Here follows a list of books about swimming. If you are looking for inspiration, you’ll find plenty here. These are mainly memoirs of swimming to survive trauma, but there’s also more bucolic descriptive books plus a warm and entertaining novel. This is my bedside table book list, I’m reading through them all in between my own dips.
Swimming with Seals, by Victoria Whitworth
This is the book which blew my socks off with its poetic imagery and descriptions, and made me feel that I too could swim in cold, cold water.
Victoria hitworth details a year of daily swimming in the Orkneys, the islands north of Scotland. The writer is a novelist and historian, living through the breakup of her marriage. Her writing is vivid, her swims are intense, challenging. She leavens this with so many fascinating stories of life in Orkney, its history and people, and her own life changes.

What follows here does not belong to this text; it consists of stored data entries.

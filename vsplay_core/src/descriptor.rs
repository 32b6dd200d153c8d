//! Analytic descriptors retained for query formulation.

use crate::timestamp::TimeStamp;
use crate::track::TrackId;
use serde::{Deserialize, Serialize};

/// A descriptor computed by an analytic source over a span of video.
#[derive(Debug, Clone, PartialEq, Serialize, Deserialize)]
pub struct Descriptor {
    pub name: String,
    pub module: String,
    pub track: Option<TrackId>,
    /// Sample times, ascending
    pub region_times: Vec<TimeStamp>,
    pub values: Vec<f64>,
}

impl Descriptor {
    /// True if the descriptor's region overlaps the open interval `(start, end)`.
    pub fn overlaps(&self, start: TimeStamp, end: TimeStamp) -> bool {
        match (self.region_times.first(), self.region_times.last()) {
            (Some(first), Some(last)) => *first < end && start < *last,
            _ => false,
        }
    }
}
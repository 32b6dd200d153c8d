//! Event admission, merge, and analyst edits.
//!
//! Events reported by descriptor sources are keyed by `(origin, local id)`.
//! An event is only admitted once every track it references exists;
//! re-submitting a key updates the admitted event in place.

use super::{Core, CoreError, DeferredEventRegion, EventRecord};
use crate::descriptor::Descriptor;
use crate::descriptor_input::{DescriptorInput, InputKind};
use crate::event::{Event, EventId, EventOrigin, EventRating, IqrClassification, LogicalEventId};
use crate::event_types::{EventGroup, EventInfo, EventTypeId};
use crate::geometry::{open_vertices, Polygon};
use crate::homography::Resolution;
use crate::notification::CoreNotification;
use crate::timestamp::TimeStamp;
use crate::track::RawTrack;
use std::collections::BTreeMap;
use tracing::{debug, warn};

/// Raw tracks and descriptors overlapping a time interval.
#[derive(Debug, Clone, Default)]
pub struct QueryFormulationData {
    pub tracks: Vec<RawTrack>,
    pub descriptors: Vec<Descriptor>,
}
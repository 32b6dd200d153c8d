//! JSON exporter for scenario runs.
//!
//! Writes per-frame snapshots of ground truth next to the core's
//! stabilized tracks, for offline plotting.

use nalgebra::Point2;
use serde::{Deserialize, Serialize};
use std::fs::File;
use std::io::Write;
use std::path::Path;

/// A single frame of simulation data.
#[derive(Debug, Clone, Serialize, Deserialize)]
pub struct SimFrame {
    pub frame: u64,

    /// Frame time in seconds
    pub time_sec: f64,

    /// Ground truth mover positions (stabilized)
    pub ground_truth: Vec<MoverPosition>,

    /// Core model tracks at this frame
    pub tracks: Vec<TrackPosition>,

    /// Admitted events
    pub event_count: usize,

    /// Track states still waiting for a homography
    pub deferred_states: usize,

    /// Notable things that happened during the frame
    #[serde(skip_serializing_if = "Vec::is_empty")]
    pub events: Vec<SimEvent>,
}

/// Position of a mover.
#[derive(Debug, Clone, Serialize, Deserialize)]
pub struct MoverPosition {
    pub track: String,
    pub x: f64,
    pub y: f64,
}

impl MoverPosition {
    pub fn new(track: impl ToString, pos: Point2<f64>) -> Self {
        Self {
            track: track.to_string(),
            x: pos.x,
            y: pos.y,
        }
    }
}

/// Stabilized position of a model track.
#[derive(Debug, Clone, Serialize, Deserialize)]
pub struct TrackPosition {
    pub track: String,
    pub x: f64,
    pub y: f64,
    /// Distance to ground truth, when known
    #[serde(skip_serializing_if = "Option::is_none")]
    pub error: Option<f64>,
}

/// Simulation event.
#[derive(Debug, Clone, Serialize, Deserialize)]
pub struct SimEvent {
    pub message: String,
    #[serde(skip_serializing_if = "Option::is_none")]
    pub level: Option<String>,
}

impl SimEvent {
    pub fn info(message: impl Into<String>) -> Self {
        Self {
            message: message.into(),
            level: None,
        }
    }
}

/// Complete simulation export.
#[derive(Debug, Clone, Serialize, Deserialize)]
pub struct SimExport {
    /// Scenario name
    pub scenario: String,

    /// Seed used
    pub seed: u64,

    /// Duration in seconds
    pub duration_sec: f64,

    /// All frames
    pub frames: Vec<SimFrame>,

    /// Final results
    pub passed: bool,

    #[serde(skip_serializing_if = "Option::is_none")]
    pub failure_reason: Option<String>,

    /// Final RMS error of stabilized positions
    #[serde(skip_serializing_if = "Option::is_none")]
    pub final_rms_error: Option<f64>,
}

impl SimExport {
    /// Creates a new export container.
    pub fn new(scenario: &str, seed: u64) -> Self {
        Self {
            scenario: scenario.to_string(),
            seed,
            duration_sec: 0.0,
            frames: Vec::new(),
            passed: false,
            failure_reason: None,
            final_rms_error: None,
        }
    }

    /// Adds a frame.
    pub fn add_frame(&mut self, frame: SimFrame) {
        self.duration_sec = frame.time_sec;
        self.frames.push(frame);
    }

    /// Finalizes the export.
    pub fn finalize(&mut self, passed: bool, failure_reason: Option<String>, rms_error: Option<f64>) {
        self.passed = passed;
        self.failure_reason = failure_reason;
        self.final_rms_error = rms_error;
    }

    /// Writes to a JSON file.
    pub fn write_to_file(&self, path: impl AsRef<Path>) -> std::io::Result<()> {
        let json = serde_json::to_string_pretty(self)?;
        let mut file = File::create(path)?;
        file.write_all(json.as_bytes())?;
        Ok(())
    }
}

Published in the UK by Head of Zeus in 2017
In Australia, find Swimming With Seals on Amazon here.
Turning, A Swimming Memoir, By Jessica J. Lee
Turning is a memoir of a year spent in Berlin, with a personal challenge to swim in 52 of Berlin’s lakes, throughout the year. Canadian author Jessica J. Lee is in Berlin to write a thesis, she finds herself exploring her complex family background,with its Welsh and Taiwanese roots, and the challenges of emigration and belonging.
A literary and exhilerating read, this book both shows the reader around many wonderful swimming places in Berlin, and illustrates the author’s passion for water and swimming as well as being something of a coming of age memoir.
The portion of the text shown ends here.